VoltDB FAQ

Courtesy: VoltDB FAQ

What is VoltDB?

VoltDB is a SQL RDBMS for database applications that have ultra-high throughput requirements.  VoltDB offers:

  • Orders of magnitude better performance than conventional DBMSs
  • Equally fast for read and write work
  • Linear scalability
  • SQL as the DBMS interface
  • ACID transactions to ensure data consistency and accuracy
  • Built-in High availability

What is the architecture of VoltDB?

VoltDB is an in-memory database distributed on a scalable cluster of shared-nothing servers. Transactions are defined as Java stored procedures, using ANSI-standard SQL for data access.

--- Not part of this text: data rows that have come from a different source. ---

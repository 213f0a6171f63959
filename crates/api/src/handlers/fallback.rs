use axum::http::{Method, Uri};

use crate::api_error::ApiError;

/// Router fallback: unknown paths get a `404` envelope instead of an empty body.
pub async fn not_found(method: Method, uri: Uri) -> ApiError {
    ApiError::not_found(format!("Route {method} {} not found", uri.path()))
}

Parallel single-threaded processing ensures transactional consistency while avoiding the overhead of locking, latching, and resource management seen in traditional database systems.

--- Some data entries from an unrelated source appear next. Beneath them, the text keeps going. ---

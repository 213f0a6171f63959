//! Async boundary adapter.
//!
//! [`CatchFailureLayer`] wraps any request service (a whole router, one
//! route, or a single handler via `Handler::layer`) and guarantees that no
//! failure escapes it:
//!
//! - a handler that returns `Err(AppError)` has already been rendered as an
//!   [`ApiError`] envelope; the layer reports it and passes the response on;
//! - a handler that panics, either synchronously inside `Service::call` or
//!   while its future is being polled, is converted into a `500` envelope and
//!   reported;
//! - successful responses pass through untouched and are never reported.
//!
//! Each failure is reported exactly once. The [`ReportableFailure`] marker is
//! removed from the response when it is reported, so stacking the layer
//! (router-wide plus per-route) does not report twice.

use std::any::Any;
use std::panic::AssertUnwindSafe;
use std::sync::Arc;
use std::task::{Context, Poll};

use axum::extract::Request;
use axum::response::{IntoResponse, Response};
use futures::future::{BoxFuture, FutureExt};
use tower::{Layer, Service};

use crate::api_error::{ApiError, ReportableFailure, DEFAULT_ERROR_MESSAGE};
use crate::error::AppError;
use crate::report::{FailureKind, FailureReporter, RequestMeta};

/// Layer producing [`CatchFailure`] services.
#[derive(Clone)]
pub struct CatchFailureLayer {
    reporter: Arc<dyn FailureReporter>,
}

impl CatchFailureLayer {
    pub fn new(reporter: Arc<dyn FailureReporter>) -> Self {
        Self { reporter }
    }
}

impl<S> Layer<S> for CatchFailureLayer {
    type Service = CatchFailure<S>;

    fn layer(&self, inner: S) -> Self::Service {
        CatchFailure {
            inner,
            reporter: Arc::clone(&self.reporter),
        }
    }
}

/// Wrap a single service without going through a router.
pub fn catch_failures<S>(service: S, reporter: Arc<dyn FailureReporter>) -> CatchFailure<S> {
    CatchFailureLayer::new(reporter).layer(service)
}

/// Service funneling every handler failure into the centralized error path.
#[derive(Clone)]
pub struct CatchFailure<S> {
    inner: S,
    reporter: Arc<dyn FailureReporter>,
}

impl<S> Service<Request> for CatchFailure<S>
where
    S: Service<Request, Response = Response> + Clone + Send + 'static,
    S::Future: Send + 'static,
    S::Error: Send + 'static,
{
    type Response = Response;
    type Error = S::Error;
    type Future = BoxFuture<'static, Result<Response, S::Error>>;

    fn poll_ready(&mut self, cx: &mut Context<'_>) -> Poll<Result<(), Self::Error>> {
        self.inner.poll_ready(cx)
    }

    fn call(&mut self, req: Request) -> Self::Future {
        let meta = RequestMeta {
            method: req.method().clone(),
            uri: req.uri().clone(),
        };
        let reporter = Arc::clone(&self.reporter);

        // The instance polled ready is the one that must handle the call.
        let fresh = self.inner.clone();
        let mut inner = std::mem::replace(&mut self.inner, fresh);

        let future = match std::panic::catch_unwind(AssertUnwindSafe(|| inner.call(req))) {
            Ok(future) => future,
            Err(payload) => {
                let response = recover(&*reporter, &meta, payload);
                return Box::pin(async move { Ok(response) });
            }
        };

        Box::pin(async move {
            match AssertUnwindSafe(future).catch_unwind().await {
                Ok(Ok(response)) => Ok(forward(&*reporter, &meta, response)),
                Ok(Err(err)) => Err(err),
                Err(payload) => Ok(recover(&*reporter, &meta, payload)),
            }
        })
    }
}

/// Report a failure the handler returned, if the response carries one.
fn forward(reporter: &dyn FailureReporter, meta: &RequestMeta, mut response: Response) -> Response {
    if let Some(ReportableFailure(error)) = response.extensions_mut().remove::<ReportableFailure>()
    {
        reporter.report(meta, FailureKind::Returned, &error);
    }
    response
}

/// Turn a panic into a reported `500` envelope.
fn recover(
    reporter: &dyn FailureReporter,
    meta: &RequestMeta,
    payload: Box<dyn Any + Send>,
) -> Response {
    let error = error_from_panic(payload);
    reporter.report(meta, FailureKind::Panicked, &error);

    let mut response = error.into_response();
    response.extensions_mut().remove::<ReportableFailure>();
    response
}

/// Coerce a panic payload into an envelope.
///
/// Envelopes raised with `std::panic::panic_any` keep their status, message
/// and details. String payloads become the message of a `500`; any other
/// payload gets the generic message.
pub fn error_from_panic(payload: Box<dyn Any + Send>) -> ApiError {
    let payload = match payload.downcast::<ApiError>() {
        Ok(error) => return *error,
        Err(other) => other,
    };
    let payload = match payload.downcast::<AppError>() {
        Ok(error) => return ApiError::from(*error),
        Err(other) => other,
    };

    let message = if let Some(msg) = payload.downcast_ref::<&'static str>() {
        (*msg).to_string()
    } else if let Some(msg) = payload.downcast_ref::<String>() {
        msg.clone()
    } else {
        DEFAULT_ERROR_MESSAGE.to_string()
    };

    ApiError::internal(message)
}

How does VoltDB achieve ACID compliance?

ACID stands for Atomicity, Consistency, Isolation, and Durability — the cornerstones of database transaction processing.

  • Atomicity: VoltDB defines a transaction as a stored procedure, which either succeeds or rolls back on failure.
  • Consistency: VoltDB enforces schema and datatype constraints in all database queries.
  • Isolation: VoltDB transactions are globally ordered and run to completion on all affected partitions without interleaving.
  • Durability: VoltDB provides both replication of partitions (known as K-safety) and periodic database snapshots to ensure the availability of the data.

What is VoltDB’s scaling model?

VoltDB automatically partitions frequently accessed database tables across the available cluster nodes. Both the capacity and performance of the database can be increased by adding nodes to the cluster. Upon changes to cluster size, VoltDB automatically redistributes the partitions to the new configuration when you reload the data. VoltDB also allows tables with infrequently-changing data to be replicated to each node to further optimize performance.

How does VoltDB partition a database?

For partitioned tables, VoltDB distributes the rows across the partitions using a hash scheme. The user identifies, for each partitioned table, which column is used as input to the internal hashing function.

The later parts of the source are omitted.